Records shown
//! Domain models for the Skillshare backend.
//!
//! # Core Concepts
//!
//! ## Social graph
//!
//! - [`User`]: a member identity. Every other record points at one.
//! - [`FollowEdge`]: a directed follower → followee relationship. Both
//!   "followers" and "following" views are derived from these edges.
//!
//! ## Content
//!
//! - [`Post`]: owned by its author, with a set of likes.
//! - [`Comment`]: attached to a post; removed with the post.
//! - [`LearningPlan`]: ordered [`LearningStep`]s whose `order_index` is
//!   always their position.
//!
//! ## Notifications
//!
//! - [`Notification`]: written by the fan-out engine when someone likes,
//!   comments, follows or shares. The read flag only moves unread → read.
//!
//! Listings use [`PageRequest`] / [`Page`].

mod follow;
mod notification;
mod page;
mod plan;
mod post;
mod user;

pub use follow::*;
pub use notification::*;
pub use page::*;
pub use plan::*;
pub use post::*;
pub use user::*;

Work to complete
The answer consists of every line above in which the word "likes" occurs.

Exercise response
//! - [`Post`]: owned by its author, with a set of likes.
//! - [`Notification`]: written by the fan-out engine when someone likes,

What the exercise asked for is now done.